星野組もSNS発信など対外的なイメージ戦略に力を注いでいる
星野社長は言う。「今まで長くあった建設業の常識を、ひとつひとつやめていくこと。これを始めたかった。私自身、他の業界から建設業に転身してとても閉塞感を感じていましたから。みなし残業が多い、年間休日が少ない、昇給しない、寡黙に働いている、などイメージよりも建設業の職場慣習に魅力が足りなかったのだと思います」
外側のイメージを整えるだけがブランディングではない。職場として魅力があるかどうかが重要。新しく入ってくる社員は、建設業に就職するのではなく星野組という企業に就職するのだ。
会社の収支および財務状況を社員にガラス張りにすることから始めた。
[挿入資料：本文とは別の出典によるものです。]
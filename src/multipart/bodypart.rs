//! Body part abstraction and the general (`multipart/*`) part.

use crate::base::error::MultipartError;
use crate::http::contentdisposition::{ContentDisposition, DispositionType};
use crate::http::entity::BodyPartEntity;
use crate::http::headerset::HeaderSet;
use bytes::Bytes;
use std::borrow::Cow;

/// Common surface of every part variant.
///
/// `Entity` is [`BodyPartEntity`] for parts that may still be streaming and
/// [`Bytes`] for strict parts.
pub trait BodyPart: Sized {
    type Entity;

    /// Build a part from tokenizer output, deriving variant fields from the
    /// headers. Fails with a protocol error if they cannot be derived.
    fn from_raw(headers: HeaderSet, entity: Self::Entity) -> Result<Self, MultipartError>;

    /// Full header set as it goes on the wire, including synthesized
    /// Content-Disposition or Content-Range headers.
    fn headers(&self) -> Cow<'_, HeaderSet>;

    fn entity(&self) -> &Self::Entity;

    fn into_entity(self) -> Self::Entity;

    fn content_disposition(&self) -> Result<Option<ContentDisposition>, MultipartError> {
        Ok(self.headers().content_disposition()?.cloned())
    }

    fn disposition_type(&self) -> Result<Option<DispositionType>, MultipartError> {
        Ok(self
            .content_disposition()?
            .map(|cd| cd.disposition_type().clone()))
    }

    /// All disposition parameters, empty when there is no disposition.
    fn disposition_params(&self) -> Result<Vec<(String, String)>, MultipartError> {
        Ok(self
            .content_disposition()?
            .map(|cd| cd.params().to_vec())
            .unwrap_or_default())
    }
}

/// A part whose entity may still be streaming.
///
/// Materialization splits the part into a metadata shell and its entity,
/// buffers the entity, then joins the shell with the buffered bytes.
pub trait StreamedPart: BodyPart<Entity = BodyPartEntity> + Send + 'static {
    type Strict: StrictPart;
    type Shell: Send;

    fn split(self) -> (Self::Shell, BodyPartEntity);

    fn join(shell: Self::Shell, data: Bytes) -> Self::Strict;
}

/// A fully buffered part.
pub trait StrictPart: BodyPart<Entity = Bytes> + Clone {
    type Streamed: StreamedPart;

    /// View as a part with a strict [`BodyPartEntity`].
    fn to_streamed(self) -> Self::Streamed;
}

macro_rules! impl_part_conversions {
    ($part:ident) => {
        impl $crate::multipart::bodypart::StreamedPart for $part<$crate::http::entity::BodyPartEntity> {
            type Strict = $part<::bytes::Bytes>;
            type Shell = $part<()>;

            fn split(self) -> (Self::Shell, $crate::http::entity::BodyPartEntity) {
                self.replace_entity(())
            }

            fn join(shell: Self::Shell, data: ::bytes::Bytes) -> Self::Strict {
                shell.replace_entity(data).0
            }
        }

        impl $crate::multipart::bodypart::StrictPart for $part<::bytes::Bytes> {
            type Streamed = $part<$crate::http::entity::BodyPartEntity>;

            fn to_streamed(self) -> Self::Streamed {
                let (shell, data) = self.replace_entity(());
                shell
                    .replace_entity($crate::http::entity::BodyPartEntity::Strict(data))
                    .0
            }
        }

        impl $part<$crate::http::entity::BodyPartEntity> {
            /// Buffer this part's entity, failing if it is not read
            /// completely within `timeout`.
            pub async fn to_strict(
                self,
                timeout: ::std::time::Duration,
            ) -> Result<$part<::bytes::Bytes>, $crate::base::error::MultipartError> {
                $crate::multipart::materialize::part_to_strict(self, timeout).await
            }
        }
    };
}

pub(crate) use impl_part_conversions;

/// Part of a general multipart entity: headers plus entity, nothing derived.
#[derive(Debug, Clone, PartialEq, Eq, Default)]
pub struct GeneralPart<E = BodyPartEntity> {
    headers: HeaderSet,
    entity: E,
}

impl<E> GeneralPart<E> {
    pub fn new(headers: HeaderSet, entity: impl Into<E>) -> Self {
        Self {
            headers,
            entity: entity.into(),
        }
    }

    pub fn header_set(&self) -> &HeaderSet {
        &self.headers
    }

    /// Swap the entity, returning the part with the new one and the old entity.
    pub fn replace_entity<F>(self, entity: F) -> (GeneralPart<F>, E) {
        (
            GeneralPart {
                headers: self.headers,
                entity,
            },
            self.entity,
        )
    }
}

impl<E> BodyPart for GeneralPart<E> {
    type Entity = E;

    fn from_raw(headers: HeaderSet, entity: E) -> Result<Self, MultipartError> {
        Ok(Self { headers, entity })
    }

    fn headers(&self) -> Cow<'_, HeaderSet> {
        Cow::Borrowed(&self.headers)
    }

    fn entity(&self) -> &E {
        &self.entity
    }

    fn into_entity(self) -> E {
        self.entity
    }
}

impl_part_conversions!(GeneralPart);

#[cfg(test)]
mod tests {
    use super::*;

    fn disposition_part() -> GeneralPart<Bytes> {
        let headers = HeaderSet::from_pairs([
            ("Content-Disposition", "attachment; filename=\"r.pdf\"; size=3"),
            ("Content-Type", "application/pdf"),
        ])
        .unwrap();
        GeneralPart::new(headers, Bytes::from_static(b"pdf"))
    }

    #[test]
    fn test_generic_accessors() {
        let part = disposition_part();
        assert_eq!(
            part.disposition_type().unwrap(),
            Some(DispositionType::Attachment)
        );
        assert_eq!(
            part.disposition_params().unwrap(),
            vec![
                ("filename".to_string(), "r.pdf".to_string()),
                ("size".to_string(), "3".to_string())
            ]
        );
        assert_eq!(part.entity(), &Bytes::from_static(b"pdf"));
        assert_eq!(part.headers().len(), 2);
    }

    #[test]
    fn test_no_disposition() {
        let part: GeneralPart<Bytes> = GeneralPart::new(HeaderSet::new(), Bytes::new());
        assert_eq!(part.content_disposition().unwrap(), None);
        assert!(part.disposition_params().unwrap().is_empty());
    }

    #[test]
    fn test_split_join() {
        let part: GeneralPart = GeneralPart::new(HeaderSet::new(), "abc");
        let (shell, entity) = part.split();
        assert_eq!(entity.content_length(), Some(3));
        let strict = <GeneralPart as StreamedPart>::join(shell, Bytes::from_static(b"abc"));
        assert_eq!(strict.entity(), &Bytes::from_static(b"abc"));

        let streamed = strict.to_streamed();
        assert!(streamed.entity().is_strict());
        assert_eq!(streamed.entity().content_length(), Some(3));
    }
}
意外だが、建設業界では会社の懐具合を社員に開示する会社はほとんどなく、会社の懐具合を理解している社員もほとんどいなかった。そこで年一回の決算発表会を、ステークホルダーだけでなく全社員参加のもとで開いた。販管費や工事原価、役員報酬などを見せた。予算を示し、それを充当する優先順位も示した。
「以前は数字に無頓着だった社員たちからも『社長、この工事はどのくらいの原価ですか』『この現場は、利益が出た?』など気軽に聞いてくることが多くなりました。社員ひとりひとりが数字への意識を高めるというのは、非常に大きな進歩です」(星野社長)
それまであった社長室も廃止した。「風通しの良い社内に、と。社員とフラットな場所に居ながら、みんなの顔を見ていたい。就業時間内でも『お茶会をやろうか』といってフロアに居る社員で集まることもありますね。雑談ベースで出てくるアイデアこそ、的を射るものが多かったりするので」(星野社長)
記者が星野組の社内風景に見たのは、漠然とした明るさもそうだが、上司・部下の隔たりなく会話する、密なコミュニケーション風景だった。それは従来の建設業界にあった空気とは一線を画すものに感じた。

働き方改革も積極的に進めた。どちらかと言えば建設業界は流れに乗り遅れていた感があった中で、星野組の進めた働き方改革は出色である。年間休日123日、土日祝休み、完全週休二日、育児休業取得率100%(2023年度達成)など。いずれも建設業界の中では破格だった。若手社員の定着率が格段に伸びた。
またDXへの積極的な取り組みから派生し、建設ディレクター制度の導入、異業種からの人材確保にも努めた。

建設ディレクター制度は、建設業界に女性活躍のステージを創出する
星野社長が就任するまで設けられていなかった「企業理念として」も掲げた。それが「モノを造り、ヒトをつくり、笑顔を創る」だ。社員が笑顔で働ける組織であることこそ、同社のブランド価値となる。
「5年後、10年後にも成長していたい。現状維持で良し、とは思いません。今の売り上げ、今の人が残っていることが価値とは思っていないので、いかにスケールしていくか。それには社員満足度を上げていかなければなりません」(星野社長)
「変化することを楽しむ」という組織文化は、同社の競争力の源泉になり得る。